*Problem to solve*
Your output should consist of every record, copied exactly.

Stored data
==================================================
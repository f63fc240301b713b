use anyhow::Result;
use chrono::{NaiveTime, Timelike};

use crate::Table;

/// Times must look like `HH:MM:SS`. GTFS allows hours past 24 for service running after
/// midnight; those don't parse here and the rows are dropped.
pub const TIME_FORMAT: &str = "%H:%M:%S";

pub fn parse_time_of_day(raw: &str) -> Option<NaiveTime> {
    NaiveTime::parse_from_str(raw, TIME_FORMAT)
        .ok()
        // chrono reads a seconds field of 60 as a leap second
        .filter(|time| time.nanosecond() < 1_000_000_000)
}

pub fn seconds_since_midnight(time: NaiveTime) -> u32 {
    time.num_seconds_from_midnight()
}

/// Parses `arrival_time` and `departure_time` in place, normalizing both to `HH:MM:SS`. Rows
/// where either fails to parse are removed. Returns how many rows were removed.
pub fn retain_parseable_times(stop_times: &mut Table) -> Result<usize> {
    let arrival = stop_times.column("arrival_time")?;
    let departure = stop_times.column("departure_time")?;
    stop_times.filter_map_rows(|row| {
        let arrival_time = parse_time_of_day(&row[arrival])?;
        let departure_time = parse_time_of_day(&row[departure])?;
        Some(
            row.iter()
                .enumerate()
                .map(|(idx, field)| {
                    if idx == arrival {
                        arrival_time.format(TIME_FORMAT).to_string()
                    } else if idx == departure {
                        departure_time.format(TIME_FORMAT).to_string()
                    } else {
                        field.to_string()
                    }
                })
                .collect(),
        )
    })
}

#[cfg(test)]
mod tests {
    use super::*;

    #[test]
    fn test_seconds_since_midnight() {
        let time = parse_time_of_day("08:15:30").unwrap();
        assert_eq!(seconds_since_midnight(time), 8 * 3600 + 15 * 60 + 30);
        assert_eq!(seconds_since_midnight(parse_time_of_day("00:00:00").unwrap()), 0);
    }

    #[test]
    fn test_rejects_bad_times() {
        assert!(parse_time_of_day("25:61:00").is_none());
        assert!(parse_time_of_day("24:00:00").is_none());
        assert!(parse_time_of_day("08:00:60").is_none());
        assert!(parse_time_of_day("08:60:00").is_none());
        assert!(parse_time_of_day("23:59:60").is_none());
        assert!(parse_time_of_day("08:00").is_none());
        assert!(parse_time_of_day("").is_none());
        assert!(parse_time_of_day("soon").is_none());
    }

    #[test]
    fn test_retain_parseable_times() {
        let mut stop_times = Table::load(
            "stop_times",
            "trip_id,arrival_time,departure_time,stop_id\n\
             T1,8:00:00,08:00:30,S1\n\
             T1,25:61:00,25:61:30,S2\n\
             T1,08:05:00,24:10:00,S3\n\
             T1,08:07:60,08:08:00,S3\n\
             T1,08:10:00,08:10:30,S4\n"
                .as_bytes(),
        )
        .unwrap();
        assert_eq!(retain_parseable_times(&mut stop_times).unwrap(), 3);

        let rows: Vec<Vec<&str>> = stop_times.rows().iter().map(|r| r.iter().collect()).collect();
        assert_eq!(
            rows,
            vec![
                vec!["T1", "08:00:00", "08:00:30", "S1"],
                vec!["T1", "08:10:00", "08:10:30", "S4"],
            ]
        );
    }

    #[test]
    fn test_missing_time_column() {
        let mut stop_times =
            Table::load("stop_times", "trip_id,stop_id\nT1,S1\n".as_bytes()).unwrap();
        assert!(retain_parseable_times(&mut stop_times).is_err());
    }
}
==================================================
*Solution to the problem*
repository f63fc240301b713b
use anyhow::Result;
use chrono::{NaiveTime, Timelike};

use crate::Table;

/// Times must look like `HH:MM:SS`. GTFS allows hours past 24 for service running after
/// midnight; those don't parse here and the rows are dropped.
pub const TIME_FORMAT: &str = "%H:%M:%S";

pub fn parse_time_of_day(raw: &str) -> Option<NaiveTime> {
    NaiveTime::parse_from_str(raw, TIME_FORMAT)
        .ok()
        // chrono reads a seconds field of 60 as a leap second
        .filter(|time| time.nanosecond() < 1_000_000_000)
}

pub fn seconds_since_midnight(time: NaiveTime) -> u32 {
    time.num_seconds_from_midnight()
}

/// Parses `arrival_time` and `departure_time` in place, normalizing both to `HH:MM:SS`. Rows
/// where either fails to parse are removed. Returns how many rows were removed.
pub fn retain_parseable_times(stop_times: &mut Table) -> Result<usize> {
    let arrival = stop_times.column("arrival_time")?;
    let departure = stop_times.column("departure_time")?;
    stop_times.filter_map_rows(|row| {
        let arrival_time = parse_time_of_day(&row[arrival])?;
        let departure_time = parse_time_of_day(&row[departure])?;
        Some(
            row.iter()
                .enumerate()
                .map(|(idx, field)| {
                    if idx == arrival {
                        arrival_time.format(TIME_FORMAT).to_string()
                    } else if idx == departure {
                        departure_time.format(TIME_FORMAT).to_string()
                    } else {
                        field.to_string()
                    }
                })
                .collect(),
        )
    })
}

#[cfg(test)]
mod tests {
    use super::*;

    #[test]
    fn test_seconds_since_midnight() {
        let time = parse_time_of_day("08:15:30").unwrap();
        assert_eq!(seconds_since_midnight(time), 8 * 3600 + 15 * 60 + 30);
        assert_eq!(seconds_since_midnight(parse_time_of_day("00:00:00").unwrap()), 0);
    }

    #[test]
    fn test_rejects_bad_times() {
        assert!(parse_time_of_day("25:61:00").is_none());
        assert!(parse_time_of_day("24:00:00").is_none());
        assert!(parse_time_of_day("08:00:60").is_none());
        assert!(parse_time_of_day("08:60:00").is_none());
        assert!(parse_time_of_day("23:59:60").is_none());
        assert!(parse_time_of_day("08:00").is_none());
        assert!(parse_time_of_day("").is_none());
        assert!(parse_time_of_day("soon").is_none());
    }

    #[test]
    fn test_retain_parseable_times() {
        let mut stop_times = Table::load(
            "stop_times",
            "trip_id,arrival_time,departure_time,stop_id\n\
             T1,8:00:00,08:00:30,S1\n\
             T1,25:61:00,25:61:30,S2\n\
             T1,08:05:00,24:10:00,S3\n\
             T1,08:07:60,08:08:00,S3\n\
             T1,08:10:00,08:10:30,S4\n"
                .as_bytes(),
        )
        .unwrap();
        assert_eq!(retain_parseable_times(&mut stop_times).unwrap(), 3);

        let rows: Vec<Vec<&str>> = stop_times.rows().iter().map(|r| r.iter().collect()).collect();
        assert_eq!(
            rows,
            vec![
                vec!["T1", "08:00:00", "08:00:30", "S1"],
                vec!["T1", "08:10:00", "08:10:30", "S4"],
            ]
        );
    }

    #[test]
    fn test_missing_time_column() {
        let mut stop_times =
            Table::load("stop_times", "trip_id,stop_id\nT1,S1\n".as_bytes()).unwrap();
        assert!(retain_parseable_times(&mut stop_times).is_err());
    }
}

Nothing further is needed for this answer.